:: Task directions ::
Which lines of the records below contain the string "current"? Report each of them.

Stored data:
**********

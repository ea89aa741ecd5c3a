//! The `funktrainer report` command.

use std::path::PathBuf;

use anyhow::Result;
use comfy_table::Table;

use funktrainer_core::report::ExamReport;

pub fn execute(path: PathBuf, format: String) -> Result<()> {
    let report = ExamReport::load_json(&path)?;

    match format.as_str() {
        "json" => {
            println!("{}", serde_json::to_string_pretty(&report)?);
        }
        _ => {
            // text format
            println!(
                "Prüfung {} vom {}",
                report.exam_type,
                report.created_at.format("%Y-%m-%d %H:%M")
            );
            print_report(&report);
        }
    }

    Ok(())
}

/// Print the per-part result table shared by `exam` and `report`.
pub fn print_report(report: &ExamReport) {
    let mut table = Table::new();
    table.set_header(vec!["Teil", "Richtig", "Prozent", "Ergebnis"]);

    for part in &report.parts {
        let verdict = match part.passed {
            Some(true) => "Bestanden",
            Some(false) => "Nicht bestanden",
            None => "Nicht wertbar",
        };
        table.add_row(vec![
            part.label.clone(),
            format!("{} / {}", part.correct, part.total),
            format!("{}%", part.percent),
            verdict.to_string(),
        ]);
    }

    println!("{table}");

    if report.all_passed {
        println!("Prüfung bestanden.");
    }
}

**********

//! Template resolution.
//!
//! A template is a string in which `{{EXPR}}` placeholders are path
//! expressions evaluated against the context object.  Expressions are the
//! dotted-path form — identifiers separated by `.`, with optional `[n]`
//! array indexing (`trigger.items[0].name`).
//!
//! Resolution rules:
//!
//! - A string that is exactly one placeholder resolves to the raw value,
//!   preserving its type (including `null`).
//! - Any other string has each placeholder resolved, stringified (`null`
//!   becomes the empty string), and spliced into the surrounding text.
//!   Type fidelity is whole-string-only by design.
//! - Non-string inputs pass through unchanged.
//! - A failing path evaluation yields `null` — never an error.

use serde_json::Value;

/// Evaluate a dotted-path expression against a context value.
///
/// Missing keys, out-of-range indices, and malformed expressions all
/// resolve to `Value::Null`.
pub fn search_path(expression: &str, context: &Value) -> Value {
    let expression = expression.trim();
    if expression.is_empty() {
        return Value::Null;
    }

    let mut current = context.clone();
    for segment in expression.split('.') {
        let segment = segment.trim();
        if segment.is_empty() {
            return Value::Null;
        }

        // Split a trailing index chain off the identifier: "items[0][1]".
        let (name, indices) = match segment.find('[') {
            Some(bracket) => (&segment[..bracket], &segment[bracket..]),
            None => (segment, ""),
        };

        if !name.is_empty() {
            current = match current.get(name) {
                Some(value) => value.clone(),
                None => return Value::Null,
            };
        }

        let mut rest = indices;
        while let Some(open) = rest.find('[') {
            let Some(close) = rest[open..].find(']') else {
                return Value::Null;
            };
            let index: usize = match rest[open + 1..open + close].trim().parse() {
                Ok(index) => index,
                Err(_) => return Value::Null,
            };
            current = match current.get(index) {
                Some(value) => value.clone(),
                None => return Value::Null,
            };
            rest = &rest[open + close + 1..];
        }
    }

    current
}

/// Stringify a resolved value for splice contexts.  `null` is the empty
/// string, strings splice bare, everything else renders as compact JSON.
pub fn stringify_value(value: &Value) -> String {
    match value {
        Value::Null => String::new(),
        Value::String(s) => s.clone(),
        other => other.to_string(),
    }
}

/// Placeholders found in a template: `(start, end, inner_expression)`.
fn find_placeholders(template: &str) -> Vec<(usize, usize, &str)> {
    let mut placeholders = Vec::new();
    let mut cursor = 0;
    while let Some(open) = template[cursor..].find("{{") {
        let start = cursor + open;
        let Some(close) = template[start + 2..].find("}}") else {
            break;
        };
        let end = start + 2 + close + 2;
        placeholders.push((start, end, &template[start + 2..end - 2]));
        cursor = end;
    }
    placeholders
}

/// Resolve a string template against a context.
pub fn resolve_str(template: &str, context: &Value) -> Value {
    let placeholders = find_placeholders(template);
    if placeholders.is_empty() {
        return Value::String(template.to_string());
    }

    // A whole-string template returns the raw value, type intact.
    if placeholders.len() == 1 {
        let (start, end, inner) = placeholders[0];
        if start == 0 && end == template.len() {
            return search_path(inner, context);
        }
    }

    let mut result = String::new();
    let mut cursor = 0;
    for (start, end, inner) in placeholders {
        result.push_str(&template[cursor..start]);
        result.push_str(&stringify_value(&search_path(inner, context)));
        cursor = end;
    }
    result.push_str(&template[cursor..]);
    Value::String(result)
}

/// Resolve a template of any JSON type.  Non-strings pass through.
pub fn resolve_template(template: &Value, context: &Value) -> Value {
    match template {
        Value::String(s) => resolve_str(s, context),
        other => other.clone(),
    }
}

**********

:: Reply to the exercise ::
    let mut current = context.clone();
            current = match current.get(name) {
            current = match current.get(index) {
    current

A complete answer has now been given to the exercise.